At the last congress but one, 10 years ago, Vietnam was an economic basket case - a Soviet-style economy, plagued by red tape and corruption. These days growth is more than 8 per cent, but inflation seems under control: this week the government announced it had fallen to a three-year low of 4.6 per cent.
But in the months leading up to the Congress, there have been signs that doi moi may be slowing down. In February, Hanoi witnessed the extraordinary spectacle of Western video tapes, girly calendars and music cassettes being crushed under a steam roller. Loudspeakers have broadcast warnings against such imported "social poisons", and foreign companies, including soft drinks and underwear manufacturers, have had their billboards removed.
Whether the clampdown was just an angry spasm or whether it represents a new current in Vietnamese Communism remains to be seen. Certainly, the Party Congress shows little sign of introducing new changes. Partly this is a problem of leadership. Delegates have been unable to agree on new occupants for the top posts, so the present leadership, including the 79-year-old Party Secretary, Do Muoi, and the 75-year-old President, Le Duc Anh, will be re-elected. A resolution to keep 60 per cent of GDP under state control has been dropped from the Congress's policy document after objections from foreign governments, but diplomats believe it will remain an unofficial bar to market reform.

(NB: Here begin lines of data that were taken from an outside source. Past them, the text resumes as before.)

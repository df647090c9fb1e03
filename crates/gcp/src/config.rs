use serde::{Deserialize, Serialize};

/// Configuration for the GCP scanner.
#[derive(Clone, Serialize, Deserialize)]
pub struct GcpScannerConfig {
    /// GCP project ID to enumerate.
    pub project_id: String,

    /// Path to a service account JSON key file. When absent (and no inline
    /// JSON is given), Application Default Credentials are used.
    #[serde(default)]
    pub credentials_path: Option<String>,

    /// Inline service account JSON. Takes precedence over
    /// `credentials_path`. Redacted in `Debug`.
    #[serde(default)]
    pub credentials_json: Option<String>,

    /// Optional endpoint URL override for local development
    /// (e.g. `fake-gcs-server`).
    #[serde(default)]
    pub endpoint_url: Option<String>,
}

impl std::fmt::Debug for GcpScannerConfig {
    fn fmt(&self, f: &mut std::fmt::Formatter<'_>) -> std::fmt::Result {
        f.debug_struct("GcpScannerConfig")
            .field("project_id", &self.project_id)
            .field("credentials_path", &self.credentials_path)
            .field(
                "credentials_json",
                &self.credentials_json.as_ref().map(|_| "[REDACTED]"),
            )
            .field("endpoint_url", &self.endpoint_url)
            .finish()
    }
}

impl GcpScannerConfig {
    /// Create a new config for the given project.
    pub fn new(project_id: impl Into<String>) -> Self {
        Self {
            project_id: project_id.into(),
            credentials_path: None,
            credentials_json: None,
            endpoint_url: None,
        }
    }

    /// Set the path to a service account JSON key file.
    #[must_use]
    pub fn with_credentials_path(mut self, path: impl Into<String>) -> Self {
        self.credentials_path = Some(path.into());
        self
    }

    /// Set inline service account JSON.
    #[must_use]
    pub fn with_credentials_json(mut self, json: impl Into<String>) -> Self {
        self.credentials_json = Some(json.into());
        self
    }

    /// Set the endpoint URL override for local development.
    #[must_use]
    pub fn with_endpoint_url(mut self, endpoint_url: impl Into<String>) -> Self {
        self.endpoint_url = Some(endpoint_url.into());
        self
    }
}

#[cfg(test)]
mod tests {
    use super::*;

    #[test]
    fn new_config_uses_adc_by_default() {
        let config = GcpScannerConfig::new("inventory-prod");
        assert_eq!(config.project_id, "inventory-prod");
        assert!(config.credentials_path.is_none());
        assert!(config.credentials_json.is_none());
    }

    #[test]
    fn builder_chain() {
        let config = GcpScannerConfig::new("inventory-dev")
            .with_credentials_path("/etc/gcp/sa.json")
            .with_endpoint_url("http://localhost:4443");
        assert_eq!(config.credentials_path.as_deref(), Some("/etc/gcp/sa.json"));
        assert_eq!(config.endpoint_url.as_deref(), Some("http://localhost:4443"));
    }

    #[test]
    fn debug_redacts_inline_credentials() {
        let config =
            GcpScannerConfig::new("p").with_credentials_json(r#"{"private_key": "secret"}"#);
        let debug = format!("{config:?}");
        assert!(debug.contains("[REDACTED]"));
        assert!(!debug.contains("private_key"));
    }
}
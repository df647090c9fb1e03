use tokio_util::sync::CancellationToken;
use tracing::debug;

use stratus_core::{CloudProvider, Resource, ResourceMetadata};
use stratus_scanner::ScanError;

use crate::ec2::SCANNER_ACTOR;
use crate::error::classify_sdk_error;

/// Id prefix for bucket resources; bucket ids are the full ARN so that
/// direct fetches can route on the id pattern.
pub(crate) const BUCKET_ARN_PREFIX: &str = "arn:aws:s3:::";

/// Enumerate all S3 buckets into canonical resources.
pub(crate) async fn scan_buckets(
    client: &aws_sdk_s3::Client,
    region: &str,
    ctx: &CancellationToken,
) -> Result<Vec<Resource>, ScanError> {
    if ctx.is_cancelled() {
        return Err(ScanError::Cancelled);
    }

    let result = client
        .list_buckets()
        .send()
        .await
        .map_err(|e| ScanError::from(classify_sdk_error(&e.to_string())))?;

    let resources: Vec<Resource> = result
        .buckets()
        .iter()
        .filter_map(|bucket| map_bucket(bucket, region))
        .collect();

    debug!(count = resources.len(), "S3 buckets enumerated");
    Ok(resources)
}

/// Fetch a single bucket by name, verifying it exists via `head_bucket`.
pub(crate) async fn get_bucket(
    client: &aws_sdk_s3::Client,
    region: &str,
    bucket_name: &str,
) -> Result<Resource, ScanError> {
    client
        .head_bucket()
        .bucket(bucket_name)
        .send()
        .await
        .map_err(|e| ScanError::from(classify_sdk_error(&e.to_string())))?;

    Ok(bucket_resource(bucket_name, None, region))
}

fn map_bucket(bucket: &aws_sdk_s3::types::Bucket, region: &str) -> Option<Resource> {
    let name = bucket.name()?.to_owned();
    let creation_date = bucket.creation_date().map(ToString::to_string);
    Some(bucket_resource(&name, creation_date, region))
}

fn bucket_resource(name: &str, creation_date: Option<String>, region: &str) -> Resource {
    let mut data = serde_json::Map::new();
    if let Some(created) = creation_date {
        data.insert("creation_date".into(), created.into());
    }

    Resource::new(
        format!("{BUCKET_ARN_PREFIX}{name}"),
        "aws.s3.bucket",
        CloudProvider::Aws,
        name,
        SCANNER_ACTOR,
    )
    .with_data(data)
    .with_metadata(ResourceMetadata::new(SCANNER_ACTOR).with_region(region))
}

#[cfg(test)]
mod tests {
    use super::*;
    use aws_sdk_s3::types::Bucket;

    #[test]
    fn maps_bucket_to_canonical_resource() {
        let bucket = Bucket::builder().name("artifact-store").build();
        let resource = map_bucket(&bucket, "us-east-1").expect("mapped");

        assert_eq!(resource.id, "arn:aws:s3:::artifact-store");
        assert_eq!(resource.resource_type, "aws.s3.bucket");
        assert_eq!(resource.name, "artifact-store");
        assert_eq!(resource.metadata.region.as_deref(), Some("us-east-1"));
        assert!(resource.validate().is_ok());
    }

    #[test]
    fn bucket_without_name_is_skipped() {
        let bucket = Bucket::builder().build();
        assert!(map_bucket(&bucket, "us-east-1").is_none());
    }
}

Political reform is not on the agenda. "We refute categorically pluralism and a multi-party system," Hong Ha, the General Secretary of the Central Committee said yesterday. "Why? Because it is contrary to the political line of the Communist Party and the aspiration of the Vietnamese people." For the time being that may be true, but without a change of leadership, the Party may find its IXth Congress, in five years' time, a rockier one. "This society is changing so fast," one diplomat said. "And expectations are rising faster than the Party's ability to control them."